*** Opening DATA FOR PROCESSING ***
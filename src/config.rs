//! Persisted config entries and the flows that create and edit them
//!
//! An entry stores only the device identity (`port`, `series`,
//! `serial_number`) and the user options (`scan_interval`, `max_volume`).
//! Zone state is never persisted.

use crate::coordinator::{CoordinatorSettings, DEFAULT_SCAN_INTERVAL};
use crate::entity::DEFAULT_MAX_VOLUME;
use crate::error::{AnthemError, Result};
use crate::series::Series;
use crate::types::VolumeLevel;
use serde::{Deserialize, Serialize};
use std::collections::BTreeSet;
use std::ops::RangeInclusive;
use std::time::Duration;
use tracing::{debug, info};

/// Integration domain, also the prefix of entity unique ids
pub const DOMAIN: &str = "anthemav_serial";

pub const DEFAULT_NAME: &str = "Anthem Receiver";
pub const DEFAULT_SERIAL_NUMBER: &str = "000000";

/// Allowed `scan_interval` values in seconds
pub const SCAN_INTERVAL_RANGE: RangeInclusive<u64> = 5..=300;

/// Allowed `max_volume` values
pub const MAX_VOLUME_RANGE: RangeInclusive<VolumeLevel> = 0.0..=1.0;

const ENTRY_VERSION: u32 = 1;

/// Device identity
#[derive(Debug, Clone, PartialEq, Serialize, Deserialize)]
pub struct EntryData {
    pub port: String,
    pub series: Series,
    #[serde(default = "default_serial_number")]
    pub serial_number: String,
}

/// User tunable options
#[derive(Debug, Clone, Copy, PartialEq, Serialize, Deserialize)]
pub struct EntryOptions {
    /// Poll interval in seconds
    #[serde(default = "default_scan_interval")]
    pub scan_interval: u64,

    #[serde(default = "default_max_volume")]
    pub max_volume: VolumeLevel,
}

fn default_serial_number() -> String {
    DEFAULT_SERIAL_NUMBER.to_string()
}

fn default_scan_interval() -> u64 {
    DEFAULT_SCAN_INTERVAL.as_secs()
}

fn default_max_volume() -> VolumeLevel {
    DEFAULT_MAX_VOLUME
}

impl Default for EntryOptions {
    fn default() -> Self {
        Self {
            scan_interval: default_scan_interval(),
            max_volume: default_max_volume(),
        }
    }
}

impl EntryOptions {
    pub fn validate(&self) -> Result<()> {
        if !SCAN_INTERVAL_RANGE.contains(&self.scan_interval) {
            return Err(AnthemError::InvalidOption {
                key: "scan_interval",
                detail: format!(
                    "{} is outside {}..={} seconds",
                    self.scan_interval,
                    SCAN_INTERVAL_RANGE.start(),
                    SCAN_INTERVAL_RANGE.end()
                ),
            });
        }

        if !MAX_VOLUME_RANGE.contains(&self.max_volume) {
            return Err(AnthemError::InvalidOption {
                key: "max_volume",
                detail: format!("{} is outside 0.0..=1.0", self.max_volume),
            });
        }

        Ok(())
    }

    pub fn update_interval(&self) -> Duration {
        Duration::from_secs(self.scan_interval)
    }
}

/// One configured receiver
#[derive(Debug, Clone, PartialEq, Serialize, Deserialize)]
pub struct ConfigEntry {
    pub entry_id: String,
    pub version: u32,
    pub domain: String,
    pub title: String,
    pub unique_id: String,
    pub data: EntryData,
    #[serde(default)]
    pub options: EntryOptions,
}

impl ConfigEntry {
    pub fn new(title: impl Into<String>, data: EntryData, options: EntryOptions) -> Self {
        Self {
            entry_id: uuid::Uuid::new_v4().simple().to_string(),
            version: ENTRY_VERSION,
            domain: DOMAIN.to_string(),
            title: title.into(),
            unique_id: data.port.clone(),
            data,
            options,
        }
    }

    /// Load a persisted entry, rejecting out of range options
    pub fn from_json(json: &str) -> Result<Self> {
        let entry: ConfigEntry = serde_json::from_str(json)?;
        entry.options.validate()?;
        Ok(entry)
    }

    pub fn to_json(&self) -> Result<String> {
        Ok(serde_json::to_string_pretty(self)?)
    }

    /// Coordinator settings for this entry
    pub fn coordinator_settings(&self) -> CoordinatorSettings {
        CoordinatorSettings::new(self.data.port.clone(), self.data.series)
            .with_update_interval(self.options.update_interval())
    }
}

/// Input of the initial setup form
#[derive(Debug, Clone, Default, Deserialize)]
pub struct UserInput {
    pub port: String,
    pub series: String,
    #[serde(default)]
    pub name: Option<String>,
    #[serde(default)]
    pub serial_number: Option<String>,
}

/// Setup form: validates input and produces new entries
///
/// The port doubles as the unique id, so one serial port can back at most
/// one entry.
#[derive(Debug, Default)]
pub struct ConfigFlow {
    configured: BTreeSet<String>,
}

impl ConfigFlow {
    /// Flow aware of the unique ids of existing entries
    pub fn new<I, S>(configured: I) -> Self
    where
        I: IntoIterator<Item = S>,
        S: Into<String>,
    {
        Self {
            configured: configured.into_iter().map(Into::into).collect(),
        }
    }

    /// `(value, label)` pairs for the series dropdown
    pub fn series_options() -> Vec<(&'static str, &'static str)> {
        Series::ALL.iter().map(|s| (s.as_str(), s.label())).collect()
    }

    /// Handle the user step
    pub fn step_user(&mut self, input: UserInput) -> Result<ConfigEntry> {
        let series: Series = input.series.parse()?;

        let port = input.port.trim().to_string();
        if port.is_empty() {
            return Err(AnthemError::InvalidOption {
                key: "port",
                detail: "port must not be empty".to_string(),
            });
        }

        if self.configured.contains(&port) {
            debug!(port = %port, "Entry already configured");
            return Err(AnthemError::AlreadyConfigured(port));
        }

        let title = input
            .name
            .filter(|name| !name.trim().is_empty())
            .unwrap_or_else(|| format!("Anthem {}", series.model()));

        let serial_number = input
            .serial_number
            .filter(|s| !s.trim().is_empty())
            .unwrap_or_else(default_serial_number);

        let entry = ConfigEntry::new(
            title,
            EntryData {
                port: port.clone(),
                series,
                serial_number,
            },
            EntryOptions::default(),
        );

        self.configured.insert(port);
        info!(title = %entry.title, series = %series, "Created config entry");
        Ok(entry)
    }
}

/// Options form for an existing entry
pub struct OptionsFlow<'a> {
    entry: &'a mut ConfigEntry,
}

impl<'a> OptionsFlow<'a> {
    pub fn new(entry: &'a mut ConfigEntry) -> Self {
        Self { entry }
    }

    /// Values the form is pre-filled with
    pub fn current(&self) -> EntryOptions {
        self.entry.options
    }

    /// Validate and store new options
    ///
    /// Returns whether anything changed, which means the entry must be
    /// reloaded for the new values to take effect.
    pub fn step_init(&mut self, options: EntryOptions) -> Result<bool> {
        options.validate()?;

        let changed = self.entry.options != options;
        self.entry.options = options;
        if changed {
            info!(entry_id = %self.entry.entry_id, ?options, "Options updated");
        }
        Ok(changed)
    }
}
impl CoordinatorSettings {
    pub fn new(port: impl Into<String>, series: Series) -> Self {
        Self {
            port: port.into(),
            series,
            zones: DEFAULT_ZONES.to_vec(),
            update_interval: DEFAULT_SCAN_INTERVAL,
            serial_overrides: None,
        }
    }

    pub fn with_update_interval(mut self, interval: Duration) -> Self {
        self.update_interval = interval;
        self
    }

    pub fn with_zones(mut self, zones: impl Into<Vec<ZoneId>>) -> Self {
        self.zones = zones.into();
        self
    }

    pub fn with_serial_overrides(mut self, overrides: serde_json::Value) -> Self {
        self.serial_overrides = Some(overrides);
        self
    }
}

/// Result of the most recent refresh cycles
struct CoordinatorData {
    zones: BTreeMap<ZoneId, ZoneStatus>,
    last_update_success: bool,
    last_update: Option<Instant>,
}

struct Poller {
    stop_tx: broadcast::Sender<()>,
    handle: JoinHandle<()>,
}

struct Inner {
    settings: CoordinatorSettings,
    factory: Arc<dyn ControllerFactory>,
    /// The one connection to the receiver. Every device call holds this lock.
    link: tokio::sync::Mutex<Option<Box<dyn AmpController>>>,
    connected: AtomicBool,
    /// Set by `disconnect`; background refreshes must not reopen the port
    released: AtomicBool,
    sources: RwLock<SourceRegistry>,
    data: RwLock<CoordinatorData>,
    refresh_pending: AtomicBool,
    update_tx: broadcast::Sender<ZoneUpdate>,
    poller: Mutex<Option<Poller>>,
}

/// Polls every zone of one receiver and serializes commands to it
///
/// Cloning is cheap; all clones share the same connection and snapshots.
#[derive(Clone)]
pub struct ZoneCoordinator {
    inner: Arc<Inner>,
}

#[derive(Debug, Clone, Copy)]
enum Command {
    Power(bool),
    Volume(VolumeLevel),
    Mute(bool),
    Source(SourceId),
    VolumeUp,
    VolumeDown,
}

impl Command {
    fn name(&self) -> &'static str {
        match self {
            Command::Power(_) => "set_power",
            Command::Volume(_) => "set_volume",
            Command::Mute(_) => "set_mute",
            Command::Source(_) => "set_source",
            Command::VolumeUp => "volume_up",
            Command::VolumeDown => "volume_down",
        }
    }
}
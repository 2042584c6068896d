use serde::{Deserialize, Serialize};

/// Zone identifier (1 is the main zone)
pub type ZoneId = u8;

/// Input source identifier
pub type SourceId = u8;

/// Volume level in the range `0.0..=1.0`
pub type VolumeLevel = f64;

/// Zones polled when nothing else is configured
pub const DEFAULT_ZONES: [ZoneId; 3] = [1, 2, 3];

/// Last known state of a single zone
///
/// Every field is optional: the receiver omits most values while a zone is
/// powered off, and a failed query yields an empty status.
#[derive(Debug, Clone, Copy, Default, PartialEq, Serialize, Deserialize)]
pub struct ZoneStatus {
    #[serde(default, skip_serializing_if = "Option::is_none")]
    pub power: Option<bool>,

    #[serde(default, skip_serializing_if = "Option::is_none")]
    pub volume: Option<VolumeLevel>,

    #[serde(default, skip_serializing_if = "Option::is_none")]
    pub mute: Option<bool>,

    #[serde(default, skip_serializing_if = "Option::is_none")]
    pub source: Option<SourceId>,
}

impl ZoneStatus {
    /// Status with no known fields
    pub fn empty() -> Self {
        Self::default()
    }

    /// Whether no field is known
    pub fn is_empty(&self) -> bool {
        self.power.is_none() && self.volume.is_none() && self.mute.is_none() && self.source.is_none()
    }
}

/// Power state reported by an entity
#[derive(Debug, Clone, Copy, PartialEq, Eq, Serialize, Deserialize)]
#[serde(rename_all = "lowercase")]
pub enum PowerState {
    On,
    Off,
    Unknown,
}

impl From<Option<bool>> for PowerState {
    fn from(power: Option<bool>) -> Self {
        match power {
            Some(true) => PowerState::On,
            Some(false) => PowerState::Off,
            None => PowerState::Unknown,
        }
    }
}

/// Features supported by a zone entity
#[derive(Debug, Clone, Copy, PartialEq, Eq, Serialize, Deserialize)]
#[serde(rename_all = "snake_case")]
pub enum ZoneFeature {
    TurnOn,
    TurnOff,
    VolumeSet,
    VolumeMute,
    VolumeStep,
    SelectSource,
}

/// Every feature an Anthem zone exposes
pub const ZONE_FEATURES: [ZoneFeature; 6] = [
    ZoneFeature::TurnOn,
    ZoneFeature::TurnOff,
    ZoneFeature::VolumeSet,
    ZoneFeature::VolumeMute,
    ZoneFeature::VolumeStep,
    ZoneFeature::SelectSource,
];

/// Device registry metadata shared by all zones of one receiver
#[derive(Debug, Clone, PartialEq, Eq, Serialize, Deserialize)]
pub struct DeviceInfo {
    /// `(domain, serial number)` pairs identifying the device
    pub identifiers: Vec<(String, String)>,
    pub name: String,
    pub manufacturer: String,
    pub model: String,
    pub serial_number: String,
}

/// Display name for a zone
pub fn zone_name(zone: ZoneId) -> String {
    if zone == 1 {
        "Main Zone".to_string()
    } else {
        format!("Zone {}", zone)
    }
}
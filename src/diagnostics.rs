use crate::config::ConfigEntry;
use crate::coordinator::ZoneCoordinator;
use serde_json::{json, Map, Value};

/// Placeholder written in place of redacted values
pub const REDACTED: &str = "**REDACTED**";

/// Entry data keys that identify the physical installation
pub const REDACT_KEYS: [&str; 2] = ["port", "serial_number"];

/// Replace the values of `keys` in a JSON object, recursing into nested values
pub fn redact(value: &Value, keys: &[&str]) -> Value {
    match value {
        Value::Object(map) => {
            let redacted: Map<String, Value> = map
                .iter()
                .map(|(k, v)| {
                    if keys.contains(&k.as_str()) {
                        (k.clone(), Value::String(REDACTED.to_string()))
                    } else {
                        (k.clone(), redact(v, keys))
                    }
                })
                .collect();
            Value::Object(redacted)
        }
        Value::Array(items) => Value::Array(items.iter().map(|v| redact(v, keys)).collect()),
        other => other.clone(),
    }
}

/// Diagnostics for one config entry
///
/// Covers the entry (identity redacted), coordinator connection and timing,
/// and the latest zone snapshots.
pub fn entry_diagnostics(entry: &ConfigEntry, coordinator: &ZoneCoordinator) -> Value {
    let data = serde_json::to_value(&entry.data).unwrap_or(Value::Null);
    let options = serde_json::to_value(entry.options).unwrap_or(Value::Null);

    let sources: Map<String, Value> = coordinator
        .sources()
        .into_iter()
        .map(|(id, name)| (id.to_string(), Value::String(name)))
        .collect();

    let zone_data: Map<String, Value> = coordinator
        .data()
        .into_iter()
        .map(|(zone, status)| (zone.to_string(), serde_json::to_value(status).unwrap_or(Value::Null)))
        .collect();

    json!({
        "config_entry": {
            "entry_id": entry.entry_id,
            "version": entry.version,
            "domain": entry.domain,
            "title": entry.title,
            "data": redact(&data, &REDACT_KEYS),
            "options": options,
        },
        "coordinator": {
            "series": coordinator.series().as_str(),
            "is_connected": coordinator.is_connected(),
            "zones": coordinator.zones(),
            "sources": sources,
            "last_update_success": coordinator.last_update_success(),
            "update_interval": coordinator.update_interval().as_secs_f64(),
            "seconds_since_last_update": coordinator.since_last_update().map(|d| d.as_secs_f64()),
        },
        "zone_data": zone_data,
    })
}

#[cfg(test)]
mod tests {
    use super::*;
    use crate::config::{EntryData, EntryOptions};
    use crate::series::Series;
    use crate::test_support::{coordinator, MockAmp, MockFactory};

    fn entry() -> ConfigEntry {
        ConfigEntry::new(
            "Test Anthem",
            EntryData {
                port: "/dev/ttyUSB0".to_string(),
                series: Series::D2v,
                serial_number: "123456".to_string(),
            },
            EntryOptions::default(),
        )
    }

    #[tokio::test]
    async fn redacts_identity() {
        let coordinator = coordinator(MockFactory::new(MockAmp::new()));

        let diagnostics = entry_diagnostics(&entry(), &coordinator);

        assert_eq!(diagnostics["config_entry"]["data"]["port"], REDACTED);
        assert_eq!(diagnostics["config_entry"]["data"]["serial_number"], REDACTED);
        assert_eq!(diagnostics["config_entry"]["data"]["series"], "d2v");
        assert!(!diagnostics.to_string().contains("ttyUSB0"));
    }

    #[tokio::test]
    async fn includes_coordinator_state() {
        let coordinator = coordinator(MockFactory::new(MockAmp::new()));
        coordinator.refresh().await.unwrap();

        let diagnostics = entry_diagnostics(&entry(), &coordinator);

        assert_eq!(diagnostics["config_entry"]["title"], "Test Anthem");
        assert_eq!(diagnostics["config_entry"]["options"]["scan_interval"], 10);
        assert_eq!(diagnostics["coordinator"]["series"], "d2v");
        assert_eq!(diagnostics["coordinator"]["is_connected"], true);
        assert_eq!(diagnostics["coordinator"]["zones"], json!([1, 2, 3]));
        assert_eq!(diagnostics["coordinator"]["sources"]["1"], "CD");
        assert_eq!(diagnostics["coordinator"]["last_update_success"], true);
        assert_eq!(diagnostics["coordinator"]["update_interval"], 10.0);
        assert_eq!(diagnostics["zone_data"]["1"]["power"], true);
        assert_eq!(diagnostics["zone_data"]["1"]["volume"], 0.5);
    }

    #[test]
    fn redact_recurses() {
        let value = json!({"outer": {"port": "/dev/ttyS0", "keep": 1}, "list": [{"serial_number": "x"}]});

        let redacted = redact(&value, &REDACT_KEYS);

        assert_eq!(redacted["outer"]["port"], REDACTED);
        assert_eq!(redacted["outer"]["keep"], 1);
        assert_eq!(redacted["list"][0]["serial_number"], REDACTED);
    }
}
*** Closing DATA FOR PROCESSING ***
YOUR OBJECTIVE:
Only lines with the string "ZoneFeature" are wanted; please find each one in the listing and copy it.

ANSWER TO THIS EXERCISE:
pub enum ZoneFeature {
pub const ZONE_FEATURES: [ZoneFeature; 6] = [
    ZoneFeature::TurnOn,
    ZoneFeature::TurnOff,
    ZoneFeature::VolumeSet,
    ZoneFeature::VolumeMute,
    ZoneFeature::VolumeStep,
    ZoneFeature::SelectSource,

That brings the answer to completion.